### WHAT YOU HAVE TO DO
Set down, please, exactly the lines below that run from the line with "pub mod chain;" to the line with "pub use status::StatusCode;", both lines included.

### DATA
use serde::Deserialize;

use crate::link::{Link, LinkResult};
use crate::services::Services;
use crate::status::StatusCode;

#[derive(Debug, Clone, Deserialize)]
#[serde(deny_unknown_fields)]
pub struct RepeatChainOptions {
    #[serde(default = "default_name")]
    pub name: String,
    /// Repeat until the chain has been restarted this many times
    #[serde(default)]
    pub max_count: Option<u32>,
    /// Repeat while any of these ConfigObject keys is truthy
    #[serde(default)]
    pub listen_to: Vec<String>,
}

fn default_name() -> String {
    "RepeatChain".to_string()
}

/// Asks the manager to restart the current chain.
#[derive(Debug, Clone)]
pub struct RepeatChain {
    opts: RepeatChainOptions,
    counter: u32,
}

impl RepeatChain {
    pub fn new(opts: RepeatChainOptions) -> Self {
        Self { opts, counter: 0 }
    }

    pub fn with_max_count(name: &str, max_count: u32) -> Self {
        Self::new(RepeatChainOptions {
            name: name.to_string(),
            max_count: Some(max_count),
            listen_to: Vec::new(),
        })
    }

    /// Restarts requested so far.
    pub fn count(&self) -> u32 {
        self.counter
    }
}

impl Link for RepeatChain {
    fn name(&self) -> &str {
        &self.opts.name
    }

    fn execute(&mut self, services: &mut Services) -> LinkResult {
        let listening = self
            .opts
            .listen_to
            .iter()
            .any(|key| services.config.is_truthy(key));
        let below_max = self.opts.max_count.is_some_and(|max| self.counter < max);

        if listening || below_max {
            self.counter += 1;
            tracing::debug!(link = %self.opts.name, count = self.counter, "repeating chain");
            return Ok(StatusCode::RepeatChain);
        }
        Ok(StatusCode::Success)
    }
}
...
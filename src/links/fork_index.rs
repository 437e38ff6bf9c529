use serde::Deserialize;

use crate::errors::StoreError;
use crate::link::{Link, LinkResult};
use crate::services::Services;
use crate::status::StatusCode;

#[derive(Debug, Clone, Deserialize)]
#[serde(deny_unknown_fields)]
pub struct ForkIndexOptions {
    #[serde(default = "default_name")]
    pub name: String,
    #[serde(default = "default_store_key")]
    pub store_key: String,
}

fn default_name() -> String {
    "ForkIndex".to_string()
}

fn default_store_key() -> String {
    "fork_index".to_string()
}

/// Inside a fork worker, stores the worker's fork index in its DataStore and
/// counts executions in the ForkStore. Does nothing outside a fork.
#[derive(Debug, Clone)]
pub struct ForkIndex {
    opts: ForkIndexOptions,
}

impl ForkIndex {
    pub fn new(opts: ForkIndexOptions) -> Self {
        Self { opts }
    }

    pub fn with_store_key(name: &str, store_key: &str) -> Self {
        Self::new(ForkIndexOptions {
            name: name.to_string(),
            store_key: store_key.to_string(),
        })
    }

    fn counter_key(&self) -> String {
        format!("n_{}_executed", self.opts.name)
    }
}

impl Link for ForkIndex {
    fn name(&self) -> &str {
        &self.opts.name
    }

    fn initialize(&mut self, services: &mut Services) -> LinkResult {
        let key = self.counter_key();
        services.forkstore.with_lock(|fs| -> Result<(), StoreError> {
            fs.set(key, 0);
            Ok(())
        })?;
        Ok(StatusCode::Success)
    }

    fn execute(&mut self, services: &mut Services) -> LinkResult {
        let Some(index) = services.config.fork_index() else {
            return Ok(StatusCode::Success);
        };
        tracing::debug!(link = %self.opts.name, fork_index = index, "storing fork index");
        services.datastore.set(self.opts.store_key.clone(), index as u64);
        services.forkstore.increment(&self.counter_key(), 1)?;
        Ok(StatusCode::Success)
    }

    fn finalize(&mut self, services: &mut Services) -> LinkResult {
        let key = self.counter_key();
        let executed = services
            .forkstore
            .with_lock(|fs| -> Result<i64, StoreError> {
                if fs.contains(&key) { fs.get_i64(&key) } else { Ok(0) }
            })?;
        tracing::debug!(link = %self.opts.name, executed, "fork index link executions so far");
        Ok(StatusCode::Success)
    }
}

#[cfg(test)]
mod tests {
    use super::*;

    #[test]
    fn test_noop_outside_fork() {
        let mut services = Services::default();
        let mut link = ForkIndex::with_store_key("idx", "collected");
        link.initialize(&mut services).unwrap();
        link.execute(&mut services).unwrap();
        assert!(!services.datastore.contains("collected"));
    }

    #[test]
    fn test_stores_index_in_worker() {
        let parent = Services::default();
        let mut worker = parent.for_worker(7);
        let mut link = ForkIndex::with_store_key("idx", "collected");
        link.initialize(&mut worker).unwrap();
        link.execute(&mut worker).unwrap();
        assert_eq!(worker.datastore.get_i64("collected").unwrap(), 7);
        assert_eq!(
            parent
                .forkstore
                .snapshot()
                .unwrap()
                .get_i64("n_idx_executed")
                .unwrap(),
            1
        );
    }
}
* * *
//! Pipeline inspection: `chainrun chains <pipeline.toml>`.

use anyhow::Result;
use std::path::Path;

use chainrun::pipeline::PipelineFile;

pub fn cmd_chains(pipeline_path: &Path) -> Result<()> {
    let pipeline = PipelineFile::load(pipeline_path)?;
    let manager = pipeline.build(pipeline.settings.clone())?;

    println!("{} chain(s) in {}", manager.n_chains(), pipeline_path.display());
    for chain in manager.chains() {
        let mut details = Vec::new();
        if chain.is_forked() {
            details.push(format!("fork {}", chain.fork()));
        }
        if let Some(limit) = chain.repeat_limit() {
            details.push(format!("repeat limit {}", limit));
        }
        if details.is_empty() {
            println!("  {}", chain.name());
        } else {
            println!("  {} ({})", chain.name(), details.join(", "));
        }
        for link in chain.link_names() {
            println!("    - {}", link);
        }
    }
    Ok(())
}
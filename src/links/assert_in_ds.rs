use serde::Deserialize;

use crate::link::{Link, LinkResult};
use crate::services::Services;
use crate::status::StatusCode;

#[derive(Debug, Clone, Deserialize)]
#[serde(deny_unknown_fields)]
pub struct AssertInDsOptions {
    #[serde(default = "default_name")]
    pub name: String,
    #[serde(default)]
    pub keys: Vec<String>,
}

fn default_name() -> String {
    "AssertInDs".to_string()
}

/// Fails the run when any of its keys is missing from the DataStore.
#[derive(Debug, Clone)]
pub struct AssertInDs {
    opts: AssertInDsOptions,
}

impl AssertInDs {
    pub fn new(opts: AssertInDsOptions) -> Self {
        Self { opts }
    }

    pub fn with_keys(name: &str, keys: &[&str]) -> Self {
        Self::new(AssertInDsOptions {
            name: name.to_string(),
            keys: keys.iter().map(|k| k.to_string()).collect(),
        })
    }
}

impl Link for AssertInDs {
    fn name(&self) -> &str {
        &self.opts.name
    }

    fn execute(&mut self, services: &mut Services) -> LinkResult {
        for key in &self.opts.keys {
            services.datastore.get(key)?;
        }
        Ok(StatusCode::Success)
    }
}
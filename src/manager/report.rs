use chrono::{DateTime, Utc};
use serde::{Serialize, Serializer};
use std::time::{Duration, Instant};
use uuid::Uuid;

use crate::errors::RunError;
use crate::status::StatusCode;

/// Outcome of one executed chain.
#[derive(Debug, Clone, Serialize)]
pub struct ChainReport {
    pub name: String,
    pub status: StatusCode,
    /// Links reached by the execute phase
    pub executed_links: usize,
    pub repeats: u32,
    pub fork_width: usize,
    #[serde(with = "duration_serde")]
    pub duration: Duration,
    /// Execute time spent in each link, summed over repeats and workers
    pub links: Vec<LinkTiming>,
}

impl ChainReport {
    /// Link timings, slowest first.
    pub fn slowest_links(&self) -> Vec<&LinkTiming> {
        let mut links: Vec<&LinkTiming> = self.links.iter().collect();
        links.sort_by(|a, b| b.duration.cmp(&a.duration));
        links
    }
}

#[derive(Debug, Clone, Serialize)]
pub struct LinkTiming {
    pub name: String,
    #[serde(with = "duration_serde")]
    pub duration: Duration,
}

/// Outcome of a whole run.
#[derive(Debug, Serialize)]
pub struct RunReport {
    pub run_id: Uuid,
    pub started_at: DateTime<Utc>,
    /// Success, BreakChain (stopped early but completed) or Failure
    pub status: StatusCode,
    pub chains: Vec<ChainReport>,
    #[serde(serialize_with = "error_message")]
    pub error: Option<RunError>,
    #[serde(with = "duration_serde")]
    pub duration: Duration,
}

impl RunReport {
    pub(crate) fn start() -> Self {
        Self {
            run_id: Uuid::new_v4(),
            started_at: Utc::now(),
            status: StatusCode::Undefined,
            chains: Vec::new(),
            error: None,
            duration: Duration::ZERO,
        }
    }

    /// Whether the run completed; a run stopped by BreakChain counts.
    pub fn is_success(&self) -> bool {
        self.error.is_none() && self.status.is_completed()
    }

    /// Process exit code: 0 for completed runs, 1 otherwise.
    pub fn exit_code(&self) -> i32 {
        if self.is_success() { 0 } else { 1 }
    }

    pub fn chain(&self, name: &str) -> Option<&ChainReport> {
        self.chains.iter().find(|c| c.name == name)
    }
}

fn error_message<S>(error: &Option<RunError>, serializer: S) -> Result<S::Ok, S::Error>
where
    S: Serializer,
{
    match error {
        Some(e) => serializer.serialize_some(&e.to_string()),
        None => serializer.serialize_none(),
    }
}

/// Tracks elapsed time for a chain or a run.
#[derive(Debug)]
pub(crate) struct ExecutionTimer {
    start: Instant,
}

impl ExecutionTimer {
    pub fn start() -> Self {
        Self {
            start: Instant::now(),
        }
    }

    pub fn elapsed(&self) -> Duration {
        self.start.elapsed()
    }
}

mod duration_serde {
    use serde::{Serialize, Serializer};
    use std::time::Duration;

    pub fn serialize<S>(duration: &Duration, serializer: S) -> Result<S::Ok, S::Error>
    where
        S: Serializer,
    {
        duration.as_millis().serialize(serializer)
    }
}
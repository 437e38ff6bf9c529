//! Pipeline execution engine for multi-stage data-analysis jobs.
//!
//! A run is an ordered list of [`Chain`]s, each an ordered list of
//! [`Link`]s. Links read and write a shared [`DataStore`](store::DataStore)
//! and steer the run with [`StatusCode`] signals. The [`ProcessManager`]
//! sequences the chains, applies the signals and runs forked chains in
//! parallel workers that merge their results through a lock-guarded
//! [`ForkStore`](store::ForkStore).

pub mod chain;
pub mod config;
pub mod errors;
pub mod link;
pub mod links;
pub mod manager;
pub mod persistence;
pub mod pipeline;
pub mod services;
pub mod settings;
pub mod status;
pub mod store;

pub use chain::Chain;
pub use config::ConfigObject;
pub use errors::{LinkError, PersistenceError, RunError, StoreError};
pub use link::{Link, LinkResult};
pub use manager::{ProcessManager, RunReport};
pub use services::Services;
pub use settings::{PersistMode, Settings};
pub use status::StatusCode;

### RESPONSE
pub mod chain;
pub mod config;
pub mod errors;
pub mod link;
pub mod links;
pub mod manager;
pub mod persistence;
pub mod pipeline;
pub mod services;
pub mod settings;
pub mod status;
pub mod store;

pub use chain::Chain;
pub use config::ConfigObject;
pub use errors::{LinkError, PersistenceError, RunError, StoreError};
pub use link::{Link, LinkResult};
pub use manager::{ProcessManager, RunReport};
pub use services::Services;
pub use settings::{PersistMode, Settings};
pub use status::StatusCode;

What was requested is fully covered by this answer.